Work order:
Take each line from the entries that holds "level" and copy it out.

Records to use:
[Start of Attachment]
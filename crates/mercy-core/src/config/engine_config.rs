//! Top-level engine configuration with layered resolution.

use std::path::Path;

use serde::{Deserialize, Serialize};

use super::{EvidenceConfig, FallbackConfig, ModeConfig, SeverityThresholds};
use crate::constants::MAX_EVIDENCE_LIMIT;
use crate::errors::ConfigError;

/// Top-level configuration aggregating all sub-configs.
///
/// Resolution order (highest priority first):
/// 1. Environment variables (`MERCY_*`)
/// 2. Config file (`mercy.toml`, when given)
/// 3. Compiled defaults
#[derive(Debug, Clone, Default, Serialize, Deserialize)]
#[serde(default)]
pub struct EngineConfig {
    pub severity: SeverityThresholds,
    pub mode: ModeConfig,
    pub evidence: EvidenceConfig,
    pub fallback: FallbackConfig,
}

impl EngineConfig {
    /// Load configuration: defaults, then `path` if given, then env overrides.
    /// The result is validated before it is returned.
    pub fn load(path: Option<&Path>) -> Result<Self, ConfigError> {
        let mut config = match path {
            Some(path) => Self::from_toml_file(path)?,
            None => Self::default(),
        };
        config.apply_env_overrides();
        config.validate()?;
        Ok(config)
    }

    /// Load configuration from a TOML string. Missing keys keep defaults.
    /// The result is validated before it is returned.
    pub fn from_toml(toml_str: &str) -> Result<Self, ConfigError> {
        let config: Self = toml::from_str(toml_str).map_err(|e| ConfigError::ParseError {
            path: "<string>".to_string(),
            message: e.to_string(),
        })?;
        config.validate()?;
        Ok(config)
    }

    fn from_toml_file(path: &Path) -> Result<Self, ConfigError> {
        let content = std::fs::read_to_string(path).map_err(|_| ConfigError::FileNotFound {
            path: path.display().to_string(),
        })?;
        toml::from_str(&content).map_err(|e| ConfigError::ParseError {
            path: path.display().to_string(),
            message: e.to_string(),
        })
    }

    /// Apply `MERCY_*` overrides from the process environment.
    pub fn apply_env_overrides(&mut self) {
        self.apply_overrides_from(|key| std::env::var(key).ok());
    }

    /// Apply `MERCY_*` overrides from an arbitrary lookup.
    /// Values that fail to parse are ignored.
    pub fn apply_overrides_from<F>(&mut self, lookup: F)
    where
        F: Fn(&str) -> Option<String>,
    {
        if let Some(v) = lookup("MERCY_SEVERITY_HIGH").and_then(|s| s.trim().parse().ok()) {
            self.severity.high = v;
        }
        if let Some(v) = lookup("MERCY_SEVERITY_MEDIUM").and_then(|s| s.trim().parse().ok()) {
            self.severity.medium = v;
        }
        if let Some(v) = lookup("MERCY_SEVERITY_LOW").and_then(|s| s.trim().parse().ok()) {
            self.severity.low = v;
        }
        if let Some(v) = lookup("MERCY_EVIDENCE_LIMIT").and_then(|s| s.trim().parse().ok()) {
            self.evidence.limit = v;
        }
        if let Some(v) = lookup("MERCY_DEMO_ON_EMPTY").and_then(|s| parse_bool(&s)) {
            self.fallback.demo_on_empty = v;
        }
    }

    /// Validate the configuration values.
    pub fn validate(&self) -> Result<(), ConfigError> {
        let s = &self.severity;
        if s.low == 0 {
            return Err(ConfigError::ValidationFailed {
                field: "severity.low".to_string(),
                message: "must be at least 1 so a zero score stays None".to_string(),
            });
        }
        if s.medium < s.low {
            return Err(ConfigError::ValidationFailed {
                field: "severity.medium".to_string(),
                message: format!("must be >= severity.low ({})", s.low),
            });
        }
        if s.high < s.medium {
            return Err(ConfigError::ValidationFailed {
                field: "severity.high".to_string(),
                message: format!("must be >= severity.medium ({})", s.medium),
            });
        }
        if self.evidence.limit == 0 || self.evidence.limit > MAX_EVIDENCE_LIMIT {
            return Err(ConfigError::ValidationFailed {
                field: "evidence.limit".to_string(),
                message: format!("must be between 1 and {MAX_EVIDENCE_LIMIT}"),
            });
        }
        Ok(())
    }
}

fn parse_bool(raw: &str) -> Option<bool> {
    match raw.trim().to_ascii_lowercase().as_str() {
        "1" | "true" | "yes" | "on" => Some(true),
        "0" | "false" | "no" | "off" => Some(false),
        _ => None,
    }
}
use serde::{Deserialize, Serialize};

use crate::constants::SYNTHESIZED_ID_PREFIX;

/// One entry on a signal's evidence timeline.
#[derive(Debug, Clone, PartialEq, Serialize, Deserialize)]
pub struct EvidenceEntry {
    pub id: String,
    pub signal_id: Option<String>,
    pub body: Option<String>,
    pub source: Option<String>,
    /// ISO-8601 timestamp, as supplied by the source.
    pub created_at: Option<String>,
    pub created_by: Option<String>,
    pub kind: Option<String>,
    pub severity: Option<String>,
    pub area: Option<String>,
    pub is_production_issue: Option<bool>,
    pub production_issue_score: Option<f64>,
    pub production_issue_reason: Option<String>,
}

impl EvidenceEntry {
    pub fn has_synthesized_id(&self) -> bool {
        self.id.starts_with(SYNTHESIZED_ID_PREFIX)
    }
}
//! MercyErrorCode trait for stable, machine-readable error codes.

/// Every error enum implements this so callers at the presentation
/// boundary can branch on a code instead of a message.
pub trait MercyErrorCode {
    /// Returns the error code string (e.g., "CONFIG_ERROR").
    fn error_code(&self) -> &'static str;

    /// Returns `[ERROR_CODE] message`.
    fn coded_string(&self) -> String
    where
        Self: std::fmt::Display,
    {
        format!("[{}] {}", self.error_code(), self)
    }
}

pub const CONFIG_ERROR: &str = "CONFIG_ERROR";
pub const SOURCE_UNAVAILABLE: &str = "SOURCE_UNAVAILABLE";
pub const SOURCE_ACCESS_DENIED: &str = "SOURCE_ACCESS_DENIED";
pub const SOURCE_QUERY_FAILED: &str = "SOURCE_QUERY_FAILED";
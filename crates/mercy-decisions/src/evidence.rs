//! Evidence timeline: the signal entries behind a decision, newest first.

use std::cmp::Ordering;

use chrono::{DateTime, Utc};
use mercy_core::constants::evidence_fields as f;
use mercy_core::models::EvidenceEntry;
use serde_json::Value;

use crate::coercion::identity::resolve_id;
use crate::coercion::values::{field, parse_timestamp, to_bool, to_number, to_text, to_timestamp};

/// Coerce one raw evidence row. Total, like decision coercion.
pub fn coerce_evidence(raw: &Value) -> EvidenceEntry {
    let row = raw.as_object();

    EvidenceEntry {
        id: resolve_id(raw, row, f::ID),
        signal_id: to_text(field(row, f::SIGNAL_ID)),
        body: to_text(field(row, f::BODY)),
        source: to_text(field(row, f::SOURCE)),
        created_at: to_timestamp(field(row, f::CREATED_AT)),
        created_by: to_text(field(row, f::CREATED_BY)),
        kind: to_text(field(row, f::KIND)),
        severity: to_text(field(row, f::SEVERITY)),
        area: to_text(field(row, f::AREA)),
        is_production_issue: to_bool(field(row, f::IS_PRODUCTION_ISSUE)),
        production_issue_score: to_number(field(row, f::PRODUCTION_ISSUE_SCORE)),
        production_issue_reason: to_text(field(row, f::PRODUCTION_ISSUE_REASON)),
    }
}

/// Coerce, order newest first (undated last, then by id), and keep `limit`.
pub fn build_timeline(rows: &[Value], limit: usize) -> Vec<EvidenceEntry> {
    let mut keyed: Vec<(Option<DateTime<Utc>>, EvidenceEntry)> = rows
        .iter()
        .map(coerce_evidence)
        .map(|entry| (entry.created_at.as_deref().and_then(parse_timestamp), entry))
        .collect();
    keyed.sort_by(|(ta, a), (tb, b)| {
        compare_newest_first(*ta, *tb).then_with(|| a.id.cmp(&b.id))
    });
    keyed.truncate(limit);
    keyed.into_iter().map(|(_, entry)| entry).collect()
}

fn compare_newest_first(a: Option<DateTime<Utc>>, b: Option<DateTime<Utc>>) -> Ordering {
    match (a, b) {
        (Some(x), Some(y)) => y.cmp(&x),
        (Some(_), None) => Ordering::Less,
        (None, Some(_)) => Ordering::Greater,
        (None, None) => Ordering::Equal,
    }
}
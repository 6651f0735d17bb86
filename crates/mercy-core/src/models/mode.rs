use serde::{Deserialize, Serialize};

/// Which shape of decision rows a batch was read from.
///
/// Resolved once per batch. In `Base` mode the trend and confidence
/// fields are always null and should be hidden, not rendered as unknown.
#[derive(Debug, Clone, Copy, PartialEq, Eq, Hash, Default, Serialize, Deserialize)]
#[serde(rename_all = "lowercase")]
pub enum SourceMode {
    #[default]
    Base,
    Explain,
}

impl SourceMode {
    pub fn is_explain(self) -> bool {
        matches!(self, Self::Explain)
    }
}
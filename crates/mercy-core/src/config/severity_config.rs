use serde::{Deserialize, Serialize};

use super::defaults;

/// Score thresholds for severity banding, evaluated high to low.
#[derive(Debug, Clone, Copy, PartialEq, Eq, Serialize, Deserialize)]
#[serde(default)]
pub struct SeverityThresholds {
    /// Scores at or above this are `High`.
    pub high: u64,
    /// Scores at or above this are `Medium`.
    pub medium: u64,
    /// Scores at or above this are `Low`; anything below is `None`.
    pub low: u64,
}

impl Default for SeverityThresholds {
    fn default() -> Self {
        Self {
            high: defaults::DEFAULT_SEVERITY_HIGH,
            medium: defaults::DEFAULT_SEVERITY_MEDIUM,
            low: defaults::DEFAULT_SEVERITY_LOW,
        }
    }
}
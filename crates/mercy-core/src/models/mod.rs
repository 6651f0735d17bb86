//! Decision and evidence records plus the closed label enums they carry.

pub mod decision;
pub mod evidence;
pub mod labels;
pub mod mode;

pub use decision::NormalizedDecision;
pub use evidence::EvidenceEntry;
pub use labels::{ConfidenceLabel, ProductionStatus, SeverityLabel, TrendLabel};
pub use mode::SourceMode;
//! Row-source seams. Storage, transport, and access control live behind
//! these traits; the engine only sees materialized `serde_json::Value` rows.

pub mod decision_source;
pub mod evidence_source;

pub use decision_source::{DecisionView, IDecisionSource, RowFilter};
pub use evidence_source::{IEvidenceSource, EVIDENCE_VIEW};
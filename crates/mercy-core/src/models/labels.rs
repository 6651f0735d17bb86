use serde::{Deserialize, Serialize};
use std::fmt;

/// Production status of a signal, ordered by urgency.
#[derive(Debug, Clone, Copy, PartialEq, Eq, Hash, Default, Serialize, Deserialize)]
#[serde(rename_all = "lowercase")]
pub enum ProductionStatus {
    Incident,
    Investigate,
    Watch,
    #[default]
    Ok,
}

impl ProductionStatus {
    pub const ALL: [ProductionStatus; 4] = [
        ProductionStatus::Incident,
        ProductionStatus::Investigate,
        ProductionStatus::Watch,
        ProductionStatus::Ok,
    ];

    /// Exact, case-sensitive match against the wire names.
    pub fn from_raw(raw: &str) -> Option<Self> {
        match raw {
            "incident" => Some(Self::Incident),
            "investigate" => Some(Self::Investigate),
            "watch" => Some(Self::Watch),
            "ok" => Some(Self::Ok),
            _ => None,
        }
    }

    pub fn as_str(self) -> &'static str {
        match self {
            Self::Incident => "incident",
            Self::Investigate => "investigate",
            Self::Watch => "watch",
            Self::Ok => "ok",
        }
    }

    /// Urgency rank: incident (4) > investigate (3) > watch (2) > ok (1).
    pub fn urgency(self) -> u8 {
        match self {
            Self::Incident => 4,
            Self::Investigate => 3,
            Self::Watch => 2,
            Self::Ok => 1,
        }
    }
}

impl fmt::Display for ProductionStatus {
    fn fmt(&self, f: &mut fmt::Formatter<'_>) -> fmt::Result {
        f.write_str(self.as_str())
    }
}

/// Severity band derived from the 7-day severity score.
#[derive(Debug, Clone, Copy, PartialEq, Eq, Hash, Default, Serialize, Deserialize)]
pub enum SeverityLabel {
    High,
    Medium,
    Low,
    #[default]
    None,
}

impl SeverityLabel {
    pub const ALL: [SeverityLabel; 4] = [
        SeverityLabel::High,
        SeverityLabel::Medium,
        SeverityLabel::Low,
        SeverityLabel::None,
    ];

    pub fn from_raw(raw: &str) -> Option<Self> {
        match raw {
            "High" => Some(Self::High),
            "Medium" => Some(Self::Medium),
            "Low" => Some(Self::Low),
            "None" => Some(Self::None),
            _ => None,
        }
    }

    pub fn as_str(self) -> &'static str {
        match self {
            Self::High => "High",
            Self::Medium => "Medium",
            Self::Low => "Low",
            Self::None => "None",
        }
    }
}

impl fmt::Display for SeverityLabel {
    fn fmt(&self, f: &mut fmt::Formatter<'_>) -> fmt::Result {
        f.write_str(self.as_str())
    }
}

/// 24h activity compared against the 7-day daily baseline.
#[derive(Debug, Clone, Copy, PartialEq, Eq, Hash, Serialize, Deserialize)]
#[serde(rename_all = "lowercase")]
pub enum TrendLabel {
    Worsening,
    Stable,
    Improving,
}

impl TrendLabel {
    pub fn from_raw(raw: &str) -> Option<Self> {
        match raw {
            "worsening" => Some(Self::Worsening),
            "stable" => Some(Self::Stable),
            "improving" => Some(Self::Improving),
            _ => None,
        }
    }

    pub fn as_str(self) -> &'static str {
        match self {
            Self::Worsening => "worsening",
            Self::Stable => "stable",
            Self::Improving => "improving",
        }
    }
}

impl fmt::Display for TrendLabel {
    fn fmt(&self, f: &mut fmt::Formatter<'_>) -> fmt::Result {
        f.write_str(self.as_str())
    }
}

/// Confidence in a decision, based on 7-day volume and incident status.
#[derive(Debug, Clone, Copy, PartialEq, Eq, Hash, Serialize, Deserialize)]
#[serde(rename_all = "lowercase")]
pub enum ConfidenceLabel {
    High,
    Medium,
    Low,
}

impl ConfidenceLabel {
    pub fn from_raw(raw: &str) -> Option<Self> {
        match raw {
            "high" => Some(Self::High),
            "medium" => Some(Self::Medium),
            "low" => Some(Self::Low),
            _ => None,
        }
    }

    pub fn as_str(self) -> &'static str {
        match self {
            Self::High => "high",
            Self::Medium => "medium",
            Self::Low => "low",
        }
    }
}

impl fmt::Display for ConfidenceLabel {
    fn fmt(&self, f: &mut fmt::Formatter<'_>) -> fmt::Result {
        f.write_str(self.as_str())
    }
}
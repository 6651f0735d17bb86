use serde_json::Value;

use crate::errors::SourceError;

/// Name of the enriched signal-entry view evidence is read from.
pub const EVIDENCE_VIEW: &str = "v_signal_entries_enriched";

/// Supplies raw evidence rows for one signal, newest first when the
/// source can order them. The timeline builder re-sorts regardless.
pub trait IEvidenceSource {
    fn fetch_evidence(&self, signal_id: &str, limit: usize) -> Result<Vec<Value>, SourceError>;
}
//! # mercy-core
//!
//! Foundation crate for the Mercy decision engine.
//! Defines the decision types, config, errors, field-name constants,
//! and row-source traits. The engine crate depends on this.

pub mod config;
pub mod constants;
pub mod errors;
pub mod models;
pub mod traits;

// Re-export the most commonly used types at the crate root.
pub use config::EngineConfig;
pub use errors::{MercyError, MercyResult};
pub use models::{
    ConfidenceLabel, EvidenceEntry, NormalizedDecision, ProductionStatus, SeverityLabel,
    SourceMode, TrendLabel,
};
use serde::{Deserialize, Serialize};

use super::defaults;

/// Evidence timeline settings.
#[derive(Debug, Clone, Serialize, Deserialize)]
#[serde(default)]
pub struct EvidenceConfig {
    /// Maximum entries kept on a timeline, newest first.
    pub limit: usize,
}

impl Default for EvidenceConfig {
    fn default() -> Self {
        Self {
            limit: defaults::DEFAULT_EVIDENCE_LIMIT,
        }
    }
}
//! In-memory row source over already-materialized rows.

use mercy_core::errors::SourceError;
use mercy_core::traits::{DecisionView, IDecisionSource, IEvidenceSource, RowFilter};
use serde_json::Value;

/// Serves fixed rows per view. Either view, and evidence, can be made to
/// fail so callers can exercise the fallback path.
#[derive(Debug, Clone)]
pub struct StaticSource {
    explain: Result<Vec<Value>, SourceError>,
    base: Result<Vec<Value>, SourceError>,
    evidence: Result<Vec<Value>, SourceError>,
}

impl StaticSource {
    /// Both views present and empty; no evidence.
    pub fn new() -> Self {
        Self {
            explain: Ok(Vec::new()),
            base: Ok(Vec::new()),
            evidence: Ok(Vec::new()),
        }
    }

    /// A deployment without the explain view.
    pub fn base_only(rows: Vec<Value>) -> Self {
        Self::new()
            .with_base_rows(rows)
            .failing(DecisionView::Explain, missing_view(DecisionView::Explain))
    }

    pub fn with_explain_rows(mut self, rows: Vec<Value>) -> Self {
        self.explain = Ok(rows);
        self
    }

    pub fn with_base_rows(mut self, rows: Vec<Value>) -> Self {
        self.base = Ok(rows);
        self
    }

    pub fn with_evidence_rows(mut self, rows: Vec<Value>) -> Self {
        self.evidence = Ok(rows);
        self
    }

    /// Make every fetch against `view` fail with `error`.
    pub fn failing(mut self, view: DecisionView, error: SourceError) -> Self {
        match view {
            DecisionView::Explain => self.explain = Err(error),
            DecisionView::Base => self.base = Err(error),
        }
        self
    }

    pub fn failing_evidence(mut self, error: SourceError) -> Self {
        self.evidence = Err(error);
        self
    }
}

impl Default for StaticSource {
    fn default() -> Self {
        Self::new()
    }
}

impl IDecisionSource for StaticSource {
    fn fetch(&self, view: DecisionView, filter: &RowFilter) -> Result<Vec<Value>, SourceError> {
        let rows = match view {
            DecisionView::Explain => self.explain.as_ref(),
            DecisionView::Base => self.base.as_ref(),
        }
        .map_err(Clone::clone)?;

        let limit = filter.limit.unwrap_or(usize::MAX);
        Ok(rows
            .iter()
            .filter(|row| match &filter.signal_id {
                Some(id) => signal_id_of(row) == Some(id.trim()),
                None => true,
            })
            .take(limit)
            .cloned()
            .collect())
    }
}

impl IEvidenceSource for StaticSource {
    fn fetch_evidence(&self, signal_id: &str, limit: usize) -> Result<Vec<Value>, SourceError> {
        let rows = self.evidence.as_ref().map_err(Clone::clone)?;
        Ok(rows
            .iter()
            .filter(|row| signal_id_of(row) == Some(signal_id.trim()))
            .take(limit)
            .cloned()
            .collect())
    }
}

fn signal_id_of(row: &Value) -> Option<&str> {
    row.get("signal_id").and_then(Value::as_str).map(str::trim)
}

fn missing_view(view: DecisionView) -> SourceError {
    SourceError::Unavailable {
        view: view.name().to_string(),
        reason: format!("relation \"{}\" does not exist", view.name()),
    }
}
[End of Attachment]
Final answer:
//! Top-level engine configuration with layered resolution.
/// Top-level configuration aggregating all sub-configs.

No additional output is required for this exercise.